Even if you’re trying to compliment an adoptive parent, you’re implying she “rescued” the child or that adoption is an act of charity, says Singer. The statement also discounts what the child’s given up. “Adoption involves loss,” says Megan Terry, a mom of three who blogs about adoption at Millions of Miles. “It’s the loss of the child’s first family, familiar surroundings, rituals, routines and often the birth country, culture and language. To say he’s ‘lucky’ invalidates his experiences and feelings.” A better approach: Say something like, “What a wonderful family you are,” says family therapist Leigh Leslie, PhD, associate professor at the University of Maryland in College Park and a researcher in transracial adoption.
3. How much did it cost to adopt?
People often ask this insensitive question, which makes parents cringe. “It sounds like you’re referring to the child as a purchase,” says Dr. Baden. In addition, it’s incredibly invasive. “Yes, there are fees associated with adoption, as there are with childbirth,” notes Alison Noyce, a mom of four who blogs about adoption at They’re All My Own. “Besides, this information is available on the Internet.” If you’re considering adopting, ask, “Can you please refer me to organizations or classes where we can learn more about adoption?” instead of requesting personal financial details. If you’re not looking into adoption, steer clear of this question altogether.
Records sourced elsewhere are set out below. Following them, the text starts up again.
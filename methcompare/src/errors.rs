use polars::prelude::PolarsError;
use thiserror::Error;

#[derive(Error, Debug)]
pub enum MethCompareError {
    #[error("Missing input: {0}")]
    MissingInput(String),
    #[error("Column '{column}' not found in {table}")]
    Schema { table: String, column: String },
    #[error("{0}")]
    CountMismatch(String),
    #[error("Malformed region: {0}")]
    MalformedRegion(String),
    #[error("Failed to draw plot: {0}")]
    Plot(String),
    #[error(transparent)]
    Polars(#[from] PolarsError),
    #[error(transparent)]
    Regex(#[from] regex::Error),
    #[error(transparent)]
    Io(#[from] std::io::Error),
}

pub type Result<T> = std::result::Result<T, MethCompareError>;

/// plotters errors are generic over the backend, so they are flattened to text.
pub fn plot_err<E: std::fmt::Display>(e: E) -> MethCompareError {
    MethCompareError::Plot(e.to_string())
}

pub fn schema_err(table: &str, column: &str) -> MethCompareError {
    MethCompareError::Schema {
        table: table.to_string(),
        column: column.to_string(),
    }
}
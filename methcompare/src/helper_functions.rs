use std::fs;
use std::path::{Path, PathBuf};

use polars::prelude::*;
use tracing::{debug, error, info, warn};

use crate::errors::{schema_err, MethCompareError, Result};

/// Reads a tab-delimited file. Files produced by modkit carry no header row,
/// in which case polars names the columns `column_1..column_n`.
///
/// Column types are inferred from every row: genome-wide tables often start
/// with rows that look integral (`1` contigs, `0` entropies) and only turn
/// textual or fractional much further down.
pub fn read_tsv(path: &Path, has_header: bool) -> Result<DataFrame> {
    if !path.exists() {
        error!("Input file {} does not exist", path.display());
        return Err(MethCompareError::MissingInput(path.display().to_string()));
    }

    info!("Reading data from {}", path.display());
    let df = CsvReadOptions::default()
        .with_has_header(has_header)
        .with_infer_schema_length(None)
        .map_parse_options(|mut o| {
            o.separator = b'\t';
            o.truncate_ragged_lines = true;
            o
        })
        .try_into_reader_with_file_path(Some(PathBuf::from(path)))?
        .finish()?;
    debug!("Loaded {} rows x {} cols from {}", df.height(), df.width(), path.display());

    Ok(df)
}

/// Reads a header-less TSV and assigns `names` positionally.
pub fn read_headerless_tsv(path: &Path, names: &[&str]) -> Result<DataFrame> {
    let mut df = read_tsv(path, false)?;
    if df.width() < names.len() {
        let table = path.display().to_string();
        return Err(schema_err(&table, names[df.width()]));
    }
    if df.width() > names.len() {
        warn!(
            "{} has {} columns, expected {}; extra columns are dropped",
            path.display(),
            df.width(),
            names.len()
        );
        let keep: Vec<PlSmallStr> = df.get_column_names_owned().into_iter().take(names.len()).collect();
        df = df.select(keep)?;
    }
    df.set_column_names(names.iter().copied())?;
    Ok(df)
}

pub fn write_tsv(df: &mut DataFrame, path: &Path) -> Result<()> {
    ensure_parent_dir(path)?;
    let mut file = fs::File::create(path)?;
    CsvWriter::new(&mut file)
        .include_header(true)
        .with_separator(b'\t')
        .finish(df)?;
    info!("Table written to {}", path.display());
    Ok(())
}

pub fn ensure_parent_dir(path: &Path) -> Result<()> {
    if let Some(parent) = path.parent() {
        if !parent.as_os_str().is_empty() {
            fs::create_dir_all(parent).map_err(|e| {
                error!("Failed to create output directory {}: {}", parent.display(), e);
                e
            })?;
        }
    }
    Ok(())
}

/// `{prefix}_{part}_{part}...` with the given extension.
pub fn output_path(prefix: &str, parts: &[&str], extension: &str) -> PathBuf {
    let mut name = prefix.to_string();
    for part in parts {
        name.push('_');
        name.push_str(part);
    }
    name.push('.');
    name.push_str(extension);
    PathBuf::from(name)
}

pub fn has_column(df: &DataFrame, name: &str) -> bool {
    df.get_column_names().iter().any(|c| c.as_str() == name)
}

pub fn require_columns(df: &DataFrame, table: &str, columns: &[&str]) -> Result<()> {
    match columns.iter().find(|c| !has_column(df, c)) {
        Some(missing) => Err(schema_err(table, missing)),
        None => Ok(()),
    }
}

/// Renames whichever of the `(old, new)` pairs are present.
pub fn rename_columns(mut df: DataFrame, rename_map: &[(&str, &str)]) -> Result<DataFrame> {
    for &(old, new) in rename_map {
        if has_column(&df, old) {
            df.rename(old, PlSmallStr::from(new))?;
        }
    }
    Ok(df)
}

/// Casts whichever of the named columns are present.
pub fn cast_columns(mut df: DataFrame, casts: &[(&str, DataType)]) -> Result<DataFrame> {
    for (name, dtype) in casts {
        if has_column(&df, name) {
            let casted = df.column(name)?.cast(dtype)?;
            df.with_column(casted)?;
        }
    }
    Ok(df)
}

/// Parses the `start`/`end` columns to Int64, truncating float-formatted
/// values toward zero, and makes `chrom` a string column.
pub fn normalize_coordinates(mut df: DataFrame, table: &str) -> Result<DataFrame> {
    require_columns(&df, table, &["chrom", "start", "end"])?;

    let chrom = df.column("chrom")?.cast(&DataType::String)?;
    df.with_column(chrom)?;

    for name in ["start", "end"] {
        let ints = df
            .column(name)?
            .cast(&DataType::Float64)?
            .cast(&DataType::Int64)?;
        if ints.null_count() > 0 {
            error!("{} has {} missing or non-numeric '{}' values", table, ints.null_count(), name);
            return Err(MethCompareError::MalformedRegion(format!(
                "{table}: column '{name}' contains missing or non-numeric values"
            )));
        }
        df.with_column(ints)?;
    }

    Ok(df)
}

#[cfg(test)]
mod tests {
    use super::*;
    use polars::df;
    use std::io::Write;

    #[test]
    fn output_path_joins_parts_with_underscores() {
        let p = output_path("out/run1", &["s1", "per_sample_entropy_distribution_histogram"], "png");
        assert_eq!(p, PathBuf::from("out/run1_s1_per_sample_entropy_distribution_histogram.png"));
    }

    #[test]
    fn missing_file_is_a_missing_input_error() {
        let err = read_tsv(Path::new("/definitely/not/here.tsv"), false).unwrap_err();
        assert!(matches!(err, MethCompareError::MissingInput(_)));
    }

    #[test]
    fn headerless_tsv_gets_positional_names() {
        let dir = tempfile::tempdir().unwrap();
        let path = dir.path().join("bulk.tsv");
        let mut f = fs::File::create(&path).unwrap();
        writeln!(f, "chr1\t0\t50\t0.5\t.\t12").unwrap();
        writeln!(f, "chr1\t50\t100\t0.25\t.\t30").unwrap();
        drop(f);

        let df = read_headerless_tsv(&path, &["chrom", "start", "end", "entropy", "strand", "num_reads"]).unwrap();
        assert_eq!(df.height(), 2);
        let names: Vec<&str> = df.get_column_names().iter().map(|c| c.as_str()).collect();
        assert_eq!(names, vec!["chrom", "start", "end", "entropy", "strand", "num_reads"]);

        let short = read_headerless_tsv(&path, &["chrom", "start", "end", "entropy", "strand", "num_reads", "extra"]);
        assert!(matches!(short, Err(MethCompareError::Schema { .. })));
    }

    #[test]
    fn extra_trailing_columns_are_dropped() {
        let dir = tempfile::tempdir().unwrap();
        let path = dir.path().join("wide.tsv");
        fs::write(&path, "chr1\t0\t50\t0.5\t.\t12\tnew_field\n").unwrap();

        let df = read_headerless_tsv(&path, &["chrom", "start", "end", "entropy", "strand", "num_reads"]).unwrap();
        assert_eq!(df.width(), 6);
        assert!(!has_column(&df, "column_7"));
    }

    #[test]
    fn types_are_inferred_past_the_first_hundred_rows() {
        let dir = tempfile::tempdir().unwrap();
        let path = dir.path().join("bulk.tsv");
        let mut f = fs::File::create(&path).unwrap();
        for i in 0..150 {
            writeln!(f, "1\t{}\t{}\t0\t.\t10", i * 50, i * 50 + 50).unwrap();
        }
        writeln!(f, "X\t0\t50\t0.5\t.\t12").unwrap();
        drop(f);

        let df = read_tsv(&path, false).unwrap();
        assert_eq!(df.height(), 151);
        assert_eq!(df.column("column_1").unwrap().dtype(), &DataType::String);
        assert_eq!(df.column("column_4").unwrap().dtype(), &DataType::Float64);
    }

    #[test]
    fn normalize_truncates_float_coordinates() {
        let df = df![
            "chrom" => &["chr1", "chr2"],
            "start" => &[100.0, 5.9],
            "end" => &[200.0, 10.2]
        ]
        .unwrap();
        let df = normalize_coordinates(df, "test").unwrap();
        let start: Vec<i64> = df.column("start").unwrap().i64().unwrap().into_no_null_iter().collect();
        let end: Vec<i64> = df.column("end").unwrap().i64().unwrap().into_no_null_iter().collect();
        assert_eq!(start, vec![100, 5]);
        assert_eq!(end, vec![200, 10]);
    }

    #[test]
    fn normalize_rejects_non_numeric_coordinates() {
        let df = df![
            "chrom" => &["chr1"],
            "start" => &["abc"],
            "end" => &["200"]
        ]
        .unwrap();
        let err = normalize_coordinates(df, "test").unwrap_err();
        assert!(matches!(err, MethCompareError::MalformedRegion(_)));
    }

    #[test]
    fn rename_and_cast_skip_absent_columns() {
        let df = df!["length" => &[10i64, 20]].unwrap();
        let df = rename_columns(df, &[("length", "dmr_length"), ("diff.Methy", "effect_size")]).unwrap();
        let df = cast_columns(df, &[("dmr_length", DataType::Float64), ("effect_size", DataType::Float64)]).unwrap();
        assert!(has_column(&df, "dmr_length"));
        assert!(!has_column(&df, "effect_size"));
        assert_eq!(df.column("dmr_length").unwrap().dtype(), &DataType::Float64);
    }
}
use std::fmt;
use std::str::FromStr;

use polars::frame::DataFrame;

use crate::errors::{MethCompareError, Result};

/// Anything that can be read from disk into a normalised table.
pub trait Dataset {
    fn load(&self) -> Result<DataFrame>;
}

/// A genomic interval. The `chrom:start-end` key is only a join and display
/// convenience; coordinates are kept as integers.
#[derive(Debug, Clone, PartialEq, Eq, Hash, PartialOrd, Ord)]
pub struct Region {
    pub chrom: String,
    pub start: i64,
    pub end: i64,
}

impl Region {
    pub fn new(chrom: impl Into<String>, start: i64, end: i64) -> Result<Self> {
        let chrom = chrom.into();
        if chrom.is_empty() {
            return Err(MethCompareError::MalformedRegion(
                "empty chromosome name".to_string(),
            ));
        }
        if start >= end {
            return Err(MethCompareError::MalformedRegion(format!(
                "{chrom}: start {start} is not before end {end}"
            )));
        }
        Ok(Self { chrom, start, end })
    }

    pub fn key(&self) -> String {
        self.to_string()
    }
}

impl fmt::Display for Region {
    fn fmt(&self, f: &mut fmt::Formatter<'_>) -> fmt::Result {
        write!(f, "{}:{}-{}", self.chrom, self.start, self.end)
    }
}

impl FromStr for Region {
    type Err = MethCompareError;

    fn from_str(s: &str) -> Result<Self> {
        let malformed = || MethCompareError::MalformedRegion(format!("cannot parse region key '{s}'"));

        // contig names may themselves contain ':' (e.g. HLA alts), so split on the last one
        let (chrom, span) = s.rsplit_once(':').ok_or_else(malformed)?;
        let (start, end) = span.split_once('-').ok_or_else(malformed)?;
        let start = start.trim().parse::<i64>().map_err(|_| malformed())?;
        let end = end.trim().parse::<i64>().map_err(|_| malformed())?;

        Region::new(chrom, start, end)
    }
}

/// Which kind of region a row of entropy/DMR statistics describes.
#[derive(Debug, Clone, Copy, PartialEq, Eq, Hash)]
pub enum RegionType {
    GenomicWindows,
    ModkitDmrSegments,
    DssUnsmoothedDmrs,
    DssSmoothedDmrs,
}

impl RegionType {
    pub fn description(&self) -> &'static str {
        match self {
            RegionType::GenomicWindows => "genomic windows",
            RegionType::ModkitDmrSegments => "modkit DMR segments",
            RegionType::DssUnsmoothedDmrs => "DSS unsmoothed DMRs",
            RegionType::DssSmoothedDmrs => "DSS smoothed DMRs",
        }
    }
}

impl fmt::Display for RegionType {
    fn fmt(&self, f: &mut fmt::Formatter<'_>) -> fmt::Result {
        write!(f, "{}", self.description())
    }
}

/// Provenance tag carried in the `name` column of every labeled table.
#[derive(Debug, Clone, PartialEq, Eq, Hash)]
pub struct Label {
    pub sample: String,
    pub region_type: RegionType,
}

impl Label {
    pub fn new(sample: impl Into<String>, region_type: RegionType) -> Self {
        Self {
            sample: sample.into(),
            region_type,
        }
    }
}

impl fmt::Display for Label {
    fn fmt(&self, f: &mut fmt::Formatter<'_>) -> fmt::Result {
        write!(f, "{} {}", self.sample, self.region_type)
    }
}
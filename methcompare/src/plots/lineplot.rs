use std::path::Path;

use plotters::coord::types::RangedCoordf64;
use plotters::coord::Shift;
use plotters::prelude::*;
use tracing::{info, warn};

use crate::errors::{plot_err, Result};
use crate::helper_functions::ensure_parent_dir;
use crate::plots::{colour_for_index, padded_range, ChartLabels, PlotStyle, SeriesPoints};

/// Sorts each group by x and, for log axes, drops non-positive y values.
pub fn prepare_lines(groups: &[SeriesPoints], log_y: bool) -> Vec<SeriesPoints> {
    groups
        .iter()
        .map(|g| {
            let mut points: Vec<(f64, f64)> = g
                .points
                .iter()
                .copied()
                .filter(|(x, y)| x.is_finite() && y.is_finite() && (!log_y || *y > 0.0))
                .collect();
            points.sort_by(|a, b| a.0.total_cmp(&b.0));
            SeriesPoints {
                label: g.label.clone(),
                points,
            }
        })
        .collect()
}

fn draw_lines<'a, Y>(
    chart: &mut ChartContext<'a, BitMapBackend<'a>, Cartesian2d<RangedCoordf64, Y>>,
    groups: &[SeriesPoints],
    labels: &ChartLabels,
    style: &PlotStyle,
) -> Result<()>
where
    Y: Ranged<ValueType = f64>,
{
    chart
        .draw_series(std::iter::empty::<PathElement<(f64, f64)>>())
        .map_err(plot_err)?
        .label(labels.legend_title.as_str())
        .legend(|(x, y)| PathElement::new(vec![(x, y), (x + 20, y)], WHITE.mix(0.0).stroke_width(1)));

    for (idx, group) in groups.iter().enumerate() {
        let colour = colour_for_index(idx);
        let width = style.line_width;
        chart
            .draw_series(LineSeries::new(group.points.iter().copied(), colour.stroke_width(width)))
            .map_err(plot_err)?
            .label(group.label.as_str())
            .legend(move |(x, y)| PathElement::new(vec![(x, y), (x + 20, y)], colour.stroke_width(width + 1)));
    }

    chart
        .configure_series_labels()
        .background_style(WHITE.mix(0.8))
        .border_style(&BLACK)
        .label_font(style.label_font)
        .position(SeriesLabelPosition::UpperRight)
        .draw()
        .map_err(plot_err)?;
    Ok(())
}

fn chart_builder<'a, 'b, 'c>(
    root: &'a DrawingArea<BitMapBackend<'c>, Shift>,
    labels: &ChartLabels,
    style: &PlotStyle,
) -> ChartBuilder<'a, 'b, BitMapBackend<'c>> {
    let mut builder = ChartBuilder::on(root);
    builder
        .caption(&labels.title, style.caption_font)
        .margin(20)
        .x_label_area_size(60)
        .y_label_area_size(80);
    builder
}

/// Line plot with one line per group. `x_range` pins the x axis; `log_y`
/// switches the y axis to a log scale. Returns `false` when there was nothing
/// to draw and no file was written.
pub fn draw_lineplot(
    output_path: &Path,
    groups: &[SeriesPoints],
    labels: &ChartLabels,
    style: &PlotStyle,
    x_range: (Option<f64>, Option<f64>),
    log_y: bool,
) -> Result<bool> {
    let groups = prepare_lines(groups, log_y);
    let all_points = || groups.iter().flat_map(|g| g.points.iter().copied());

    let Some((data_x0, data_x1)) = padded_range(all_points().map(|(x, _)| x), 0.0) else {
        warn!("No points to draw for {}, skipping plot", output_path.display());
        return Ok(false);
    };
    let x0 = x_range.0.unwrap_or(data_x0);
    let x1 = x_range.1.unwrap_or(data_x1);
    if x0 >= x1 {
        warn!("Empty x range {}..{} for {}, skipping plot", x0, x1, output_path.display());
        return Ok(false);
    }
    ensure_parent_dir(output_path)?;

    let root = BitMapBackend::new(output_path, style.size).into_drawing_area();
    root.fill(&WHITE).map_err(plot_err)?;

    if log_y {
        let y_min = all_points().map(|(_, y)| y).fold(f64::INFINITY, f64::min);
        let y_max = all_points().map(|(_, y)| y).fold(f64::NEG_INFINITY, f64::max);
        let mut chart = chart_builder(&root, labels, style)
            .build_cartesian_2d(x0..x1, (y_min * 0.8..y_max * 1.25).log_scale())
            .map_err(plot_err)?;
        chart
            .configure_mesh()
            .x_desc(labels.x_desc.as_str())
            .y_desc(labels.y_desc.as_str())
            .axis_desc_style(style.axis_font)
            .label_style(style.label_font)
            .y_label_formatter(&|y| format!("{:.0e}", y))
            .draw()
            .map_err(plot_err)?;
        draw_lines(&mut chart, &groups, labels, style)?;
    } else {
        let (y0, y1) = padded_range(all_points().map(|(_, y)| y), 0.05).unwrap_or((0.0, 1.0));
        let mut chart = chart_builder(&root, labels, style)
            .build_cartesian_2d(x0..x1, y0..y1)
            .map_err(plot_err)?;
        chart
            .configure_mesh()
            .x_desc(labels.x_desc.as_str())
            .y_desc(labels.y_desc.as_str())
            .axis_desc_style(style.axis_font)
            .label_style(style.label_font)
            .draw()
            .map_err(plot_err)?;
        draw_lines(&mut chart, &groups, labels, style)?;
    }

    root.present().map_err(plot_err)?;
    info!("Line plot saved to {}", output_path.display());
    Ok(true)
}

#[cfg(test)]
mod tests {
    use super::*;

    #[test]
    fn lines_are_sorted_and_log_safe() {
        let groups = vec![SeriesPoints {
            label: "run1".to_string(),
            points: vec![(0.9, 10.0), (0.1, 0.0), (0.5, 3.0)],
        }];

        let linear = prepare_lines(&groups, false);
        assert_eq!(linear[0].points, vec![(0.1, 0.0), (0.5, 3.0), (0.9, 10.0)]);

        let log = prepare_lines(&groups, true);
        assert_eq!(log[0].points, vec![(0.5, 3.0), (0.9, 10.0)]);
    }
}
use std::path::PathBuf;

use polars::prelude::*;
use tracing::{debug, error};

use crate::errors::Result;
use crate::helper_functions::{cast_columns, read_tsv, require_columns};
use crate::models::Dataset;

/// Columns of `modkit sample-probs` `probabilities.tsv` used for plotting.
pub const SAMPLE_PROBS_COLUMNS: [&str; 5] = ["code", "primary_base", "range_start", "count", "frac"];

pub struct SampleProbs {
    pub path: PathBuf,
}

impl Dataset for SampleProbs {
    fn load(&self) -> Result<DataFrame> {
        let df = read_tsv(&self.path, true).map_err(|e| {
            error!("Failed to read probabilities {}: {}", self.path.display(), e);
            e
        })?;
        require_columns(&df, &self.path.display().to_string(), &SAMPLE_PROBS_COLUMNS)?;

        let df = cast_columns(
            df,
            &[
                ("code", DataType::String),
                ("primary_base", DataType::String),
                ("range_start", DataType::Float64),
                ("count", DataType::Float64),
                ("frac", DataType::Float64),
            ],
        )?;
        debug!("{}: {} probability bins", self.path.display(), df.height());
        Ok(df)
    }
}

#[cfg(test)]
mod tests {
    use super::*;
    use crate::errors::MethCompareError;
    use std::fs;

    #[test]
    fn loads_probabilities_table() {
        let dir = tempfile::tempdir().unwrap();
        let path = dir.path().join("probabilities.tsv");
        fs::write(
            &path,
            "code\tprimary_base\trange_start\trange_end\tcount\tfrac\tpercentile_rank\n\
             -\tC\t0.5\t0.51\t120\t0.02\t1.0\n\
             m\tC\t0.5\t0.51\t80\t0.01\t1.0\n",
        )
        .unwrap();

        let df = SampleProbs { path }.load().unwrap();
        assert_eq!(df.height(), 2);
        assert_eq!(df.column("count").unwrap().dtype(), &DataType::Float64);
        let codes: Vec<&str> = df.column("code").unwrap().str().unwrap().into_no_null_iter().collect();
        assert_eq!(codes, vec!["-", "m"]);
    }

    #[test]
    fn rejects_tables_without_counts() {
        let dir = tempfile::tempdir().unwrap();
        let path = dir.path().join("probabilities.tsv");
        fs::write(&path, "code\tprimary_base\trange_start\n-\tC\t0.5\n").unwrap();

        let err = SampleProbs { path }.load().unwrap_err();
        assert!(matches!(err, MethCompareError::Schema { .. }));
    }
}
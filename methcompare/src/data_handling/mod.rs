pub mod dss_dmr;
pub mod entropy;
pub mod modkit_dmr;
pub mod sample_probs;
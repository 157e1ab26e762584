pub mod analysis;
pub mod cli;
pub mod data_handling;
pub mod errors;
pub mod helper_functions;
pub mod models;
pub mod pipeline;
pub mod plots;
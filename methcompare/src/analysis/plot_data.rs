use polars::prelude::*;

use crate::errors::Result;
use crate::helper_functions::require_columns;
use crate::plots::{SeriesPoints, SeriesValues};

fn float_column(df: &DataFrame, name: &str) -> Result<Float64Chunked> {
    Ok(df.column(name)?.cast(&DataType::Float64)?.f64()?.clone())
}

/// Splits `(x, y)` pairs by the string column `group_col`, in order of first
/// appearance. Rows with a null in any of the three columns are skipped.
pub fn group_points(df: &DataFrame, group_col: &str, x_col: &str, y_col: &str) -> Result<Vec<SeriesPoints>> {
    require_columns(df, "plot table", &[group_col, x_col, y_col])?;

    let groups = df.column(group_col)?.cast(&DataType::String)?;
    let groups = groups.str()?;
    let xs = float_column(df, x_col)?;
    let ys = float_column(df, y_col)?;

    let mut out: Vec<SeriesPoints> = Vec::new();
    for ((group, x), y) in groups.into_iter().zip(xs.into_iter()).zip(ys.into_iter()) {
        let (Some(group), Some(x), Some(y)) = (group, x, y) else {
            continue;
        };
        match out.iter_mut().find(|s| s.label == group) {
            Some(series) => series.points.push((x, y)),
            None => out.push(SeriesPoints {
                label: group.to_string(),
                points: vec![(x, y)],
            }),
        }
    }
    Ok(out)
}

/// Splits the values of `value_col` by `group_col`, in order of first appearance.
pub fn group_values(df: &DataFrame, group_col: &str, value_col: &str) -> Result<Vec<SeriesValues>> {
    require_columns(df, "plot table", &[group_col, value_col])?;

    let groups = df.column(group_col)?.cast(&DataType::String)?;
    let groups = groups.str()?;
    let values = float_column(df, value_col)?;

    let mut out: Vec<SeriesValues> = Vec::new();
    for (group, value) in groups.into_iter().zip(values.into_iter()) {
        let (Some(group), Some(value)) = (group, value) else {
            continue;
        };
        match out.iter_mut().find(|s| s.label == group) {
            Some(series) => series.values.push(value),
            None => out.push(SeriesValues {
                label: group.to_string(),
                values: vec![value],
            }),
        }
    }
    Ok(out)
}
4. You’ll probably get pregnant now that you’ve adopted.
First of all, “The comment makes it seem as if this child is not as valuable as a biological child or that the family is somehow ‘settling’ for this child,” says Dr. Leslie. Secondly, it assumes all families adopt due to infertility issues, which isn’t at all the case. Instead of speaking about the child as if she’s second-best, celebrate the joy the family feels about having a new family member. A simple “Congratulations!” is all that’s necessary.
5. Why was she given up?
This question has many variations, including “What do you know about her background?” or “What happened to his birth mom?” In any form, they’re intensely personal and usually not something families wish to share with anyone. “Think of it as similar to being asked in what position you conceived your child,” says Dr. Baden. Plus, there’s a chance the family doesn’t know the answer to your question, and asking them puts them in an awkward position. Bottom line: “This is not one to ask, ever,” says Terry. “It’s my son’s story, not mine. We shouldn’t expect children’s stories to be a matter of public record.”